Rebuilding the Big Data processing system
Work executed for a Big Data company
Data Overload
Customer company specialized in aggregating data on every company in the DACH market, using a big data approach to gather information from public and private registers, including company data, shareholder data, annual reports, and financial reports. Aggregated data was used for supporting decisions in lead generation, fraud detection and AML use cases.
As the company grew, the amount of data collected increased exponentially, and expanding to the new markets and areas of interest was blocked by a need for improving the application performance. This has resulted in a complete system redesign.
Overcoming Challenges
The business and development teams head to solve many obstacles to proceed with task:
A continuously running system that needed to be completely rewritten with no regressions
Complex algorithms for data aggregation
Accommodating many different external sources with varying data structure and quality
Exponential growth in required processing power with each new market served
The need to support data received out of order
The team faced the challenge of maintaining a system that worked continuously, while simultaneously delivering updates in a manner that was transparent to the client.
Gradual Overhaul
The first phase of the new system was developed as a parallel copy - processing data at the same time as the original system, allowing for easy comparison.
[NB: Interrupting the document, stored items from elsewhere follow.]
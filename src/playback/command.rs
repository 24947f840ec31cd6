use super::{PlaybackAdapter, PlaybackEvent};
use anyhow::{Context, Result};
use std::path::{Path, PathBuf};
use std::process::{Child, Command, Stdio};
use std::sync::mpsc::{self, Receiver, TryRecvError};
use std::thread;
use std::time::{Duration, Instant};

/// Hands each item to an external player process, one process per item.
/// A zero exit status completes the item, anything else fails it.
///
/// The item's length comes from a separate probe command (ffprobe by
/// default) run on a worker thread; until it answers, the duration is unknown.
pub struct CommandPlayer {
    program: String,
    args: Vec<String>,
    probe: Vec<String>,
    child: Option<Child>,
    current: Option<PathBuf>,
    started_at: Option<Instant>,
    position_offset: Duration,
    paused: bool,
    track_duration: Option<Duration>,
    pending_probe: Option<Receiver<Option<Duration>>>,
}

impl CommandPlayer {
    pub fn new(command: &[String]) -> Result<Self> {
        let Some((program, args)) = command.split_first() else {
            anyhow::bail!("player command is empty");
        };
        if program.trim().is_empty() {
            anyhow::bail!("player command is empty");
        }

        Ok(Self {
            program: program.clone(),
            args: args.to_vec(),
            probe: Vec::new(),
            child: None,
            current: None,
            started_at: None,
            position_offset: Duration::ZERO,
            paused: false,
            track_duration: None,
            pending_probe: None,
        })
    }

    /// Command that prints the item's length in seconds when given its path
    /// as the last argument. An empty command leaves durations unknown.
    pub fn with_probe(mut self, probe: Vec<String>) -> Self {
        self.probe = probe;
        self
    }

    fn start_probe(&mut self, path: &Path) {
        let Some((program, args)) = self.probe.split_first() else {
            return;
        };
        let mut command = Command::new(program);
        command
            .args(args)
            .arg(path)
            .stdin(Stdio::null())
            .stderr(Stdio::null());

        let (tx, rx) = mpsc::channel();
        let label = path.display().to_string();
        thread::spawn(move || {
            let duration = match command.output() {
                Ok(output) if output.status.success() => {
                    parse_probe_duration(&String::from_utf8_lossy(&output.stdout))
                }
                Ok(output) => {
                    log::debug!("duration probe exited with {} for {label}", output.status);
                    None
                }
                Err(err) => {
                    log::debug!("duration probe unavailable for {label}: {err}");
                    None
                }
            };
            let _ = tx.send(duration);
        });
        self.pending_probe = Some(rx);
    }

    fn poll_probe(&mut self) {
        let Some(receiver) = &self.pending_probe else {
            return;
        };
        match receiver.try_recv() {
            Ok(duration) => {
                self.track_duration = duration;
                self.pending_probe = None;
            }
            Err(TryRecvError::Empty) => {}
            Err(TryRecvError::Disconnected) => self.pending_probe = None,
        }
    }

    fn elapsed(&self) -> Duration {
        match self.started_at {
            Some(started_at) if !self.paused => {
                self.position_offset.saturating_add(started_at.elapsed())
            }
            _ => self.position_offset,
        }
    }

    #[cfg(unix)]
    fn signal(&self, signal: libc::c_int) {
        if let Some(child) = &self.child
            && let Ok(pid) = libc::pid_t::try_from(child.id())
        {
            unsafe {
                libc::kill(pid, signal);
            }
        }
    }
}

impl PlaybackAdapter for CommandPlayer {
    fn play(&mut self, path: &Path) -> Result<()> {
        self.stop();

        let child = Command::new(&self.program)
            .args(&self.args)
            .arg(path)
            .stdin(Stdio::null())
            .stdout(Stdio::null())
            .stderr(Stdio::null())
            .spawn()
            .with_context(|| format!("failed to start {} for {}", self.program, path.display()))?;

        log::debug!("started {} (pid {}) for {}", self.program, child.id(), path.display());
        self.child = Some(child);
        self.current = Some(path.to_path_buf());
        self.started_at = Some(Instant::now());
        self.position_offset = Duration::ZERO;
        self.paused = false;
        self.start_probe(path);
        Ok(())
    }

    fn pause(&mut self) {
        if self.child.is_none() || self.paused {
            return;
        }
        #[cfg(unix)]
        self.signal(libc::SIGSTOP);
        self.position_offset = self.elapsed();
        self.started_at = None;
        self.paused = true;
    }

    fn resume(&mut self) {
        if !self.paused {
            return;
        }
        #[cfg(unix)]
        self.signal(libc::SIGCONT);
        self.started_at = Some(Instant::now());
        self.paused = false;
    }

    fn stop(&mut self) {
        if let Some(mut child) = self.child.take() {
            #[cfg(unix)]
            if self.paused
                && let Ok(pid) = libc::pid_t::try_from(child.id())
            {
                unsafe {
                    libc::kill(pid, libc::SIGCONT);
                }
            }
            let _ = child.kill();
            let _ = child.wait();
        }
        self.current = None;
        self.started_at = None;
        self.position_offset = Duration::ZERO;
        self.paused = false;
        self.track_duration = None;
        self.pending_probe = None;
    }

    fn is_paused(&self) -> bool {
        self.paused
    }

    fn current_item(&self) -> Option<&Path> {
        self.current.as_deref()
    }

    fn position(&self) -> Option<Duration> {
        self.current.as_ref()?;
        Some(self.elapsed())
    }

    fn duration(&self) -> Option<Duration> {
        self.track_duration
    }

    fn poll_event(&mut self) -> Option<PlaybackEvent> {
        self.poll_probe();
        let child = self.child.as_mut()?;
        let status = match child.try_wait() {
            Ok(Some(status)) => Ok(status),
            Ok(None) => return None,
            Err(err) => Err(err),
        };

        self.child = None;
        let path = self.current.clone()?;
        match status {
            Ok(status) if status.success() => Some(PlaybackEvent::Completed),
            Ok(status) => {
                log::warn!("{} exited with {status} for {}", self.program, path.display());
                Some(PlaybackEvent::Failed(path))
            }
            Err(err) => {
                log::warn!("lost track of {} for {}: {err}", self.program, path.display());
                Some(PlaybackEvent::Failed(path))
            }
        }
    }

    fn output_name(&self) -> String {
        format!("External player: {}", self.program)
    }
}

/// First line of probe output as fractional seconds, e.g. `"12.480000"`.
fn parse_probe_duration(output: &str) -> Option<Duration> {
    let seconds: f64 = output.lines().next()?.trim().parse().ok()?;
    (seconds.is_finite() && seconds > 0.0).then(|| Duration::from_secs_f64(seconds))
}

impl Drop for CommandPlayer {
    fn drop(&mut self) {
        self.stop();
    }
}

#[cfg(test)]
mod tests {
    use super::*;
    use std::thread;

    fn command(parts: &[&str]) -> Vec<String> {
        parts.iter().map(|part| part.to_string()).collect()
    }

    fn wait_for_event(player: &mut CommandPlayer) -> Option<PlaybackEvent> {
        for _ in 0..200 {
            if let Some(event) = player.poll_event() {
                return Some(event);
            }
            thread::sleep(Duration::from_millis(10));
        }
        None
    }

    fn wait_for_duration(player: &mut CommandPlayer) -> Option<Duration> {
        for _ in 0..200 {
            player.poll_event();
            if player.duration().is_some() || player.pending_probe.is_none() {
                break;
            }
            thread::sleep(Duration::from_millis(10));
        }
        player.duration()
    }

    #[test]
    fn probe_output_parses_as_seconds() {
        assert_eq!(
            parse_probe_duration("12.500000\n"),
            Some(Duration::from_millis(12_500))
        );
        assert_eq!(parse_probe_duration("N/A\n"), None);
        assert_eq!(parse_probe_duration(""), None);
        assert_eq!(parse_probe_duration("0.0"), None);
        assert_eq!(parse_probe_duration("-3"), None);
    }

    #[test]
    fn empty_command_is_rejected() {
        assert!(CommandPlayer::new(&[]).is_err());
        assert!(CommandPlayer::new(&command(&["  "])).is_err());
    }

    #[test]
    fn missing_program_fails_the_item() {
        let mut player =
            CommandPlayer::new(&command(&["reel-test-no-such-player"])).expect("player");
        let err = player.play(Path::new("clip.mp4")).expect_err("spawn error");
        assert!(err.to_string().contains("failed to start"), "{err:#}");
        assert_eq!(player.current_item(), None);
    }

    #[cfg(unix)]
    #[test]
    fn successful_exit_completes_once() {
        let mut player = CommandPlayer::new(&command(&["true"])).expect("player");
        player.play(Path::new("clip.mp4")).expect("play");
        assert_eq!(wait_for_event(&mut player), Some(PlaybackEvent::Completed));
        assert_eq!(player.poll_event(), None);
    }

    #[cfg(unix)]
    #[test]
    fn failing_exit_reports_handle() {
        let mut player = CommandPlayer::new(&command(&["false"])).expect("player");
        player.play(Path::new("broken.mp4")).expect("play");
        assert_eq!(
            wait_for_event(&mut player),
            Some(PlaybackEvent::Failed(PathBuf::from("broken.mp4")))
        );
    }

    #[cfg(unix)]
    #[test]
    fn pause_freezes_position_and_stop_kills_process() {
        let mut player = CommandPlayer::new(&command(&["sh", "-c", "sleep 5"])).expect("player");
        player.play(Path::new("clip.mp4")).expect("play");

        player.pause();
        assert!(player.is_paused());
        let frozen = player.position().expect("position");
        thread::sleep(Duration::from_millis(20));
        assert_eq!(player.position(), Some(frozen));

        player.resume();
        assert!(!player.is_paused());

        player.stop();
        assert_eq!(player.current_item(), None);
        assert_eq!(player.poll_event(), None);
    }

    #[cfg(unix)]
    #[test]
    fn probe_supplies_duration_while_playing() {
        let mut player = CommandPlayer::new(&command(&["sh", "-c", "sleep 5"]))
            .expect("player")
            .with_probe(command(&["sh", "-c", "echo 90.25"]));
        player.play(Path::new("clip.mp4")).expect("play");

        assert_eq!(
            wait_for_duration(&mut player),
            Some(Duration::from_millis(90_250))
        );

        player.stop();
        assert_eq!(player.duration(), None);
    }

    #[cfg(unix)]
    #[test]
    fn failed_probe_leaves_duration_unknown() {
        let mut player = CommandPlayer::new(&command(&["sh", "-c", "sleep 5"]))
            .expect("player")
            .with_probe(command(&["false"]));
        player.play(Path::new("clip.mp4")).expect("play");

        assert_eq!(wait_for_duration(&mut player), None);
        assert!(player.pending_probe.is_none());
        player.stop();
    }
}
Followed with agile releases of individual modified processes
Collaboration with data scientists in the preparation and implementation of optimal algorithms for data processing
Working on optimizing database usage - transactions, locks, and proper queries
Reorganizing the system into small, separate microservices using pipes and filters architecture
Using CQRS design pattern to optimize read and write sides separately
Providing the scalability through migration to the cloud
Enabling company growth
Opening up to the new business opportunities
Reducing costs with on‑demand scaling
Business Growth Achieved
Thanks to the incremental approach to the change, it was possible to replace the system transparently to the clients and develop a version that would fulfill all requirements. Agile approach has enabled the team to work on the changes gradually and fix issues as soon as they were detected.
The modified architecture and migration to the cloud resulted in a huge performance boost, allowing the company to grow its business and enter new markets. The collaboration with data scientists not only resulted in the use of proper algorithms but also introduced a new type of data interface, enabling the import of data obtained from additional sources and opening up to the new business opportunities.